For what seems like our entire marriage, my husband’s world has been physical therapy, so it has become mine also. First, I helped him apply to schools. Then, I helped him study for tests and boards. After his first job and since, I’m privileged to listen to his patient success stories. But always throughout, I’ve been his physical therapy guinea pig; and somehow, we’re still married.
gunieapig
It started when he was in school. He would come home from class and practice all sorts of techniques on me, all the while commenting things like, “Wow, you’re not really very flexible, are you?” or “You can’t move my arm any more than that?”

My hubby likes to keep on learning, so I was his guinea pig once again after a recent continuing education conference. This one was on gait.

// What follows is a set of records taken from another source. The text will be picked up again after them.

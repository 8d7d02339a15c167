use chrono::{DateTime, Datelike, NaiveDate, NaiveDateTime, TimeZone, Utc};

use crate::types::RawTimestamp;

/// Seconds between the Unix epoch and 2001-01-01T00:00:00Z, the zero point
/// of the backend's second-resolution timestamp encoding.
pub const PLATFORM_EPOCH_OFFSET_SECS: i64 = 978_307_200;

/// Numeric values at or above this magnitude are epoch milliseconds.
const EPOCH_MILLIS_THRESHOLD: f64 = 1_000_000_000_000.0;

/// Convert a raw backend timestamp into a canonical instant.
///
/// The backend hands back three encodings with no format tag: epoch
/// milliseconds, seconds since the platform epoch, and textual dates.
/// Returns `None` for empty or unparseable input; callers treat that as
/// "unknown time", never as a fatal error.
pub fn normalize_timestamp(raw: &RawTimestamp) -> Option<DateTime<Utc>> {
    match raw {
        RawTimestamp::Number(value) => from_numeric(*value),
        RawTimestamp::Text(text) => {
            let trimmed = text.trim();
            if trimmed.is_empty() {
                return None;
            }
            if let Ok(value) = trimmed.parse::<f64>() {
                return from_numeric(value);
            }
            parse_date_text(trimmed)
        }
    }
}

/// Millisecond form of [`normalize_timestamp`] for view code.
pub fn normalize_timestamp_ms(raw: Option<&RawTimestamp>) -> Option<i64> {
    raw.and_then(normalize_timestamp)
        .map(|instant| instant.timestamp_millis())
}

fn from_numeric(value: f64) -> Option<DateTime<Utc>> {
    if !value.is_finite() {
        return None;
    }

    let magnitude = value.abs();
    if magnitude >= EPOCH_MILLIS_THRESHOLD {
        return from_millis(value);
    }
    if magnitude < PLATFORM_EPOCH_OFFSET_SECS as f64 {
        // A Unix-seconds reading would land before 2001, impossible for this
        // domain, so the value must be platform seconds.
        return from_platform_seconds(value);
    }

    // Ambiguous band: valid both as Unix seconds and as platform seconds.
    // Keep Unix seconds unless that reading lands before 2001.
    let tentative = from_millis(value * 1_000.0)?;
    if tentative.year() < 2001 {
        from_platform_seconds(value)
    } else {
        Some(tentative)
    }
}

fn from_platform_seconds(value: f64) -> Option<DateTime<Utc>> {
    from_millis((value + PLATFORM_EPOCH_OFFSET_SECS as f64) * 1_000.0)
}

fn from_millis(millis: f64) -> Option<DateTime<Utc>> {
    if !millis.is_finite() || millis.abs() >= i64::MAX as f64 {
        return None;
    }
    Utc.timestamp_millis_opt(millis as i64).single()
}

fn parse_date_text(text: &str) -> Option<DateTime<Utc>> {
    if let Ok(parsed) = DateTime::parse_from_rfc3339(text) {
        return Some(parsed.with_timezone(&Utc));
    }

    for format in ["%Y-%m-%dT%H:%M:%S%.f", "%Y-%m-%d %H:%M:%S%.f"] {
        if let Ok(parsed) = NaiveDateTime::parse_from_str(text, format) {
            return Some(parsed.and_utc());
        }
    }

    NaiveDate::parse_from_str(text, "%Y-%m-%d")
        .ok()
        .and_then(|date| date.and_hms_opt(0, 0, 0))
        .map(|datetime| datetime.and_utc())
}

Gait?” I thought when I found out. “Great, now he’ll tell me exactly how much I remind him of a duck when I walk.” But, I smiled and off we went.

“First,” he asked me, “just do your normal walk.” I proceeded to walk across the living room. “Hmm, you’re not doing it quite right.”

“What do you mean I’m not doing it right?” I demanded. “You asked me to walk like I always do. I can’t do my own walk wrong! It’s my own regular walk.”

“Sorry, that’s not what I meant,” he back peddled. “You just don’t have an entirely efficient gait. Most people don’t. You need to swing your arms and rotate your trunk more.”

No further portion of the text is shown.